#### PROBLEM TO SOLVE:
Exact duplicates of all the records are needed.

#### PROVIDED RECORDS:

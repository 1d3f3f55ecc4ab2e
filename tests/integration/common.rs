//! Shared fixtures for the integration tests

use chrono::{DateTime, Utc};
use newsline_crawler::config::Config;
use newsline_crawler::provider::{DocumentProvider, HttpProvider};
use std::sync::Arc;
use wiremock::matchers::{method, path};
use wiremock::{Mock, MockServer, ResponseTemplate};

/// Creates a test configuration pointed at `listing_url`, with short waits
pub fn create_test_config(listing_url: &str) -> Config {
    let mut config = Config::default();
    config.listing.url = listing_url.to_string();
    config.listing.ready_timeout_secs = 1;
    config.listing.settle_millis = 10;
    config.provider.page_load_timeout_secs = 2;
    config.extraction.container_timeout_secs = 1;
    config.extraction.task_timeout_secs = 5;
    config
}

pub fn http_provider(config: &Config) -> Arc<dyn DocumentProvider> {
    Arc::new(HttpProvider::new(config.provider.clone()))
}

/// Serves `body` as HTML at `route`
pub async fn mount_page(server: &MockServer, route: &str, body: String) {
    Mock::given(method("GET"))
        .and(path(route))
        .respond_with(
            ResponseTemplate::new(200)
                .set_body_string(body)
                .insert_header("content-type", "text/html; charset=utf-8"),
        )
        .mount(server)
        .await;
}

/// A listing item with an optional machine-readable publication time
pub fn listing_item(href: &str, title: &str, published: Option<DateTime<Utc>>) -> String {
    let time = published
        .map(|at| format!(r#"<time datetime="{}">{}</time>"#, at.to_rfc3339(), at.format("%H:%M")))
        .unwrap_or_default();
    format!(r#"<li class="news-item"><a href="{}">{}</a>{}</li>"#, href, title, time)
}

/// Wraps each item in its own list, so items never share a parent
pub fn listing_page(items: &[String]) -> String {
    let lists: Vec<String> = items.iter().map(|item| format!("<ul>{}</ul>", item)).collect();
    format!(
        "<html><head><title>Latest</title></head><body>{}</body></html>",
        lists.join("\n")
    )
}

pub fn article_page(title: &str, paragraphs: &[&str]) -> String {
    let body: String = paragraphs.iter().map(|p| format!("<p>{}</p>", p)).collect();
    format!(
        r#"<html><body><nav>Menu</nav><article><h1>{}</h1>
        <time datetime="2025-04-22T21:22:54.000+08:00">April 22</time>
        {}<div class="social-share">Share</div></article></body></html>"#,
        title, body
    )
}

#### ANSWER SPACE:
repository 1d3f3f55ecc4ab2e
filename tests/integration/common.rs
//! Shared fixtures for the integration tests

use chrono::{DateTime, Utc};
use newsline_crawler::config::Config;
use newsline_crawler::provider::{DocumentProvider, HttpProvider};
use std::sync::Arc;
use wiremock::matchers::{method, path};
use wiremock::{Mock, MockServer, ResponseTemplate};

/// Creates a test configuration pointed at `listing_url`, with short waits
pub fn create_test_config(listing_url: &str) -> Config {
    let mut config = Config::default();
    config.listing.url = listing_url.to_string();
    config.listing.ready_timeout_secs = 1;
    config.listing.settle_millis = 10;
    config.provider.page_load_timeout_secs = 2;
    config.extraction.container_timeout_secs = 1;
    config.extraction.task_timeout_secs = 5;
    config
}

pub fn http_provider(config: &Config) -> Arc<dyn DocumentProvider> {
    Arc::new(HttpProvider::new(config.provider.clone()))
}

/// Serves `body` as HTML at `route`
pub async fn mount_page(server: &MockServer, route: &str, body: String) {
    Mock::given(method("GET"))
        .and(path(route))
        .respond_with(
            ResponseTemplate::new(200)
                .set_body_string(body)
                .insert_header("content-type", "text/html; charset=utf-8"),
        )
        .mount(server)
        .await;
}

/// A listing item with an optional machine-readable publication time
pub fn listing_item(href: &str, title: &str, published: Option<DateTime<Utc>>) -> String {
    let time = published
        .map(|at| format!(r#"<time datetime="{}">{}</time>"#, at.to_rfc3339(), at.format("%H:%M")))
        .unwrap_or_default();
    format!(r#"<li class="news-item"><a href="{}">{}</a>{}</li>"#, href, title, time)
}

/// Wraps each item in its own list, so items never share a parent
pub fn listing_page(items: &[String]) -> String {
    let lists: Vec<String> = items.iter().map(|item| format!("<ul>{}</ul>", item)).collect();
    format!(
        "<html><head><title>Latest</title></head><body>{}</body></html>",
        lists.join("\n")
    )
}

pub fn article_page(title: &str, paragraphs: &[&str]) -> String {
    let body: String = paragraphs.iter().map(|p| format!("<p>{}</p>", p)).collect();
    format!(
        r#"<html><body><nav>Menu</nav><article><h1>{}</h1>
        <time datetime="2025-04-22T21:22:54.000+08:00">April 22</time>
        {}<div class="social-share">Share</div></article></body></html>"#,
        title, body
    )
}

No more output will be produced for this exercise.